Luck is going to be on your side for some pretty cool moments in your life. But you still need to play every hand with intention. You’ll be surprised how many times you win with mediocre cards and a great plan.
First find yourself, then look for your people. Right now you don’t really fit into any tight friend groups or high school cliques. You’re probably wondering: Am I ever going to find friends who I can just be myself around? How am I ever going to find a husband if I can’t even get a boyfriend?
This is one of those “you’ll be thankful later” lessons, which I know sounds lame right now. Hear me out. Currently you are developing a strong sense of who you are, without the need for it to be deemed popular or cool. You can move comfortably between groups precisely because you’re not looking for them to define you or approve of your choices.
This will prove more valuable to you than any other character trait (at least at this point.I’m leaving a little wiggle room in case the 70-year-old version of us wants to weigh in later).
I promise you will find plenty of your own type down the road, even the kind who like sunshine, laughter and ice cream more than gossip, movies and mascara.
There is no right way. Your hopes and aspirations will guide you, but don’t let them shackle you. Your path to love, your career and your lifestyle should look more like a scatter plot than a linear progression. Every single one of those dots is worth putting on the paper, even the painful ones and outliers.

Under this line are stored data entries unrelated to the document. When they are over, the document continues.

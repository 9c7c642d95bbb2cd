use super::*;
use crate::registry::{PropertyType, Segment};

impl EguiApp {
    pub(super) fn render_sidebar(&mut self, ctx: &egui::Context) {
        egui::SidePanel::left("model_settings")
            .resizable(false)
            .default_width(240.0)
            .show(ctx, |ui| {
                ui.add_space(8.0);
                ui.heading("Pengaturan Model");
                ui.add_space(12.0);
                self.render_property_combo(ui);
                if self.controller.ui.selection.property.has_segments() {
                    ui.add_space(8.0);
                    self.render_segment_combo(ui);
                }
            });
    }

    fn render_property_combo(&mut self, ui: &mut egui::Ui) {
        let current = self.controller.ui.selection.property;
        let mut chosen = current;
        ui.label("Pilih Jenis Properti");
        egui::ComboBox::from_id_salt("property_type_combo")
            .width(200.0)
            .selected_text(current.label())
            .show_ui(ui, |ui| {
                for property in PropertyType::ALL {
                    ui.selectable_value(&mut chosen, property, property.label());
                }
            });
        if chosen != current {
            self.controller.select_property(chosen);
        }
    }

    fn render_segment_combo(&mut self, ui: &mut egui::Ui) {
        let current = self.controller.ui.selection.segment;
        let mut chosen = current;
        ui.label("Pilih Segment Model Ruko");
        egui::ComboBox::from_id_salt("ruko_segment_combo")
            .width(200.0)
            .selected_text(current.label())
            .show_ui(ui, |ui| {
                for segment in Segment::ALL {
                    ui.selectable_value(&mut chosen, segment, segment.label());
                }
            });
        if chosen != current {
            self.controller.select_segment(chosen);
        }
    }
}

Chase the people and experiences who make you the best version of yourself. The less you predetermine the specifics of what that should look like, the more amazed you will be at what is possible.
Bottom line: It’s all going to work out. Try hard. Fail often. Be kind. Laugh a lot. And tell Mrs. Kuglar in AP English that you can still be a published author while using the phrase “a lot.”
P.S. No, your family will not become any less embarrassing, but it does start to get a little more endearing in another decade or so. The one and only specific piece of advice I’ll give you is this: When you go away to college, make your first stop a meeting with the Facilities and Maintenance Department. Subtly suggest a policy where the parents of students cannot live on campus in their fifth-wheel camper trailer for one month at a time. On second thought, never mind. That dot was still worth it.